Hätten wir mit unseren mittelständischen Unternehmen vernünftig auf eine kontrollierte Gentechnik gesetzt, mit denen man auch Ziele hätte vereinbaren können, die durchaus der Allgemeinheit gedient hätten, dann wäre Gentechnik heute in ganz anderen Fragen nicht in der Lebensmittelproduktion einsatzfähig. Wir haben das hier im Land mit unserer Debatte unterbunden. Ich glaube, dass wir damit nicht nur unseren kleinen mittelständischen Unternehmen einen Bärendienst erwiesen haben, sondern am Ende haben wir mit dieser Politik Monsanto erst ermöglicht. Darum sollten Sie mal darüber nachdenken, ob das in die richtige Richtung geführt hat.

(Beifall bei der CDU)

(Minister Dr. Christian von Boetticher)

Ich danke dem Herrn Minister. Weitere Wortmeldungen liegen nicht vor. Ich schließe die Beratungen.

Es ist beantragt worden, über den Antrag Drucksache 16/2646 in der Sache abzustimmen. Wer zustimmen will, den bitte ich um das Handzeichen. Gegenstimmen? - Stimmenthaltungen? - Damit ist der Antrag Drucksache 16/2646 mit den Stimmen der Fraktionen von BÜNDNIS 90/DIE GRÜNEN, SPD und der Gruppe des SSW gegen die Stimmen der Fraktionen von CDU und FDP mehrheitlich angenommen.

(Beifall bei SPD, BÜNDNIS 90/DIE GRÜ- NEN und SSW)

Ich rufe Tagesordnungspunkt 26 auf:

Einheitliche Sozialstaffel für Kindertageseinrichtungen

Antrag der Fraktion BÜNDNIS 90/DIE GRÜNEN Drucksache 16/2859

Antrag der Fraktion BÜNDNIS 90/DIE GRÜNEN Drucksache 16/2669 (neu)

Wird das Wort zur Begründung gewünscht? - Das ist nicht der Fall.

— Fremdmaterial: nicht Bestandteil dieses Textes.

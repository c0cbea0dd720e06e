//! Random Forest training with parallel tree construction.

use rand::SeedableRng;
use rand_chacha::ChaCha8Rng;
use rayon::iter::{IntoParallelIterator, ParallelIterator};
use tracing::{debug, info, instrument};

use crate::bootstrap::Bootstrapper;
use crate::config::RandomForestConfig;
use crate::dataset::Dataset;
use crate::error::RfError;
use crate::tree::RegressionTree;

/// A bagged ensemble of regression trees.
///
/// Unfitted after [`RandomForestRegressor::new`]; [`RandomForestRegressor::fit`]
/// grows `n_trees` trees on independent bootstrap samples.
#[derive(Debug, Clone, PartialEq, serde::Serialize, serde::Deserialize)]
pub struct RandomForestRegressor {
    pub(crate) config: RandomForestConfig,
    pub(crate) trees: Vec<RegressionTree>,
    pub(crate) n_features: Option<usize>,
}

/// Return the random stream owned by tree `tree_index` of an ensemble seeded with `seed`.
///
/// Every tree draws its bootstrap sample and then its split candidates from
/// this generator alone, so a forest is reproducible regardless of thread
/// count or scheduling order.
#[must_use]
pub fn tree_rng(seed: u64, tree_index: usize) -> ChaCha8Rng {
    let mut rng = ChaCha8Rng::seed_from_u64(seed);
    rng.set_stream(tree_index as u64);
    rng
}

/// Train a Random Forest on row-major `features` and their `targets`.
///
/// # Errors
///
/// Any error from [`Dataset::new`] or [`RandomForestRegressor::fit`].
pub fn train(
    features: Vec<Vec<f64>>,
    targets: Vec<f64>,
    config: RandomForestConfig,
) -> Result<RandomForestRegressor, RfError> {
    let dataset = Dataset::new(features, targets)?;
    let mut forest = RandomForestRegressor::new(config);
    forest.fit(&dataset)?;
    Ok(forest)
}

impl RandomForestRegressor {
    /// Create an unfitted forest.
    #[must_use]
    pub fn new(config: RandomForestConfig) -> Self {
        Self {
            config,
            trees: Vec::new(),
            n_features: None,
        }
    }

    /// Grow the ensemble on `dataset`, replacing any previous trees.
    ///
    /// Trees are grown in parallel, one task per tree index; the result
    /// is collected in index order. On error the forest is left as it was.
    ///
    /// # Errors
    ///
    /// | Variant                              | When                                |
    /// |--------------------------------------|-------------------------------------|
    /// | [`RfError::InvalidTreeCount`]        | `n_trees` is zero                   |
    /// | [`RfError::InvalidMinSamplesSplit`]  | `min_samples_split` is zero         |
    /// | [`RfError::InvalidFeaturesPerSplit`] | `n_features_per_split` is `Some(0)` |
    #[instrument(skip_all, fields(n_trees = self.config.n_trees, n_samples = dataset.n_samples()))]
    pub fn fit(&mut self, dataset: &Dataset) -> Result<(), RfError> {
        self.config.validate()?;

        let params = self.config.tree_params;
        let seed = self.config.seed;

        info!(
            n_trees = self.config.n_trees,
            n_samples = dataset.n_samples(),
            n_features = dataset.n_features(),
            features_per_split = params.resolve_features_per_split(dataset.n_features()),
            max_depth = params.max_depth,
            min_samples_split = params.min_samples_split,
            "training random forest"
        );

        let trees: Vec<RegressionTree> = (0..self.config.n_trees)
            .into_par_iter()
            .map(|tree_index| -> Result<RegressionTree, RfError> {
                let mut rng = tree_rng(seed, tree_index);
                let sample = Bootstrapper::sample(dataset, &mut rng);
                let mut tree = RegressionTree::new(params);
                tree.fit(&sample, &mut rng)?;
                debug!(tree_index, n_nodes = tree.n_nodes(), depth = tree.depth(), "tree grown");
                Ok(tree)
            })
            .collect::<Result<_, _>>()?;

        info!(n_trees = trees.len(), "random forest training complete");

        self.trees = trees;
        self.n_features = Some(dataset.n_features());
        Ok(())
    }

    /// Return the training configuration.
    #[must_use]
    pub fn config(&self) -> &RandomForestConfig {
        &self.config
    }

    /// Return the fitted trees in index order (empty before `fit`).
    #[must_use]
    pub fn trees(&self) -> &[RegressionTree] {
        &self.trees
    }

    /// Return `true` once `fit` has succeeded.
    #[must_use]
    pub fn is_fitted(&self) -> bool {
        !self.trees.is_empty()
    }
}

Mit der Drucksache 16/2859 wird beantragt, den Beschluss des Landtags über die Ausschussüberweisung des Antrags Drucksache 16/2669 aufzuheben und über den in modifizierter Fassung vorgelegten Antrag Drucksache 16/2669 (neu) in der Sache abzustimmen. Ich lasse über diesen Antrag vorab abstimmen. Wer so beschließen will, den bitte ich um das Handzeichen. - Gegenprobe! - Enthaltungen? - Das ist einstimmig so beschlossen.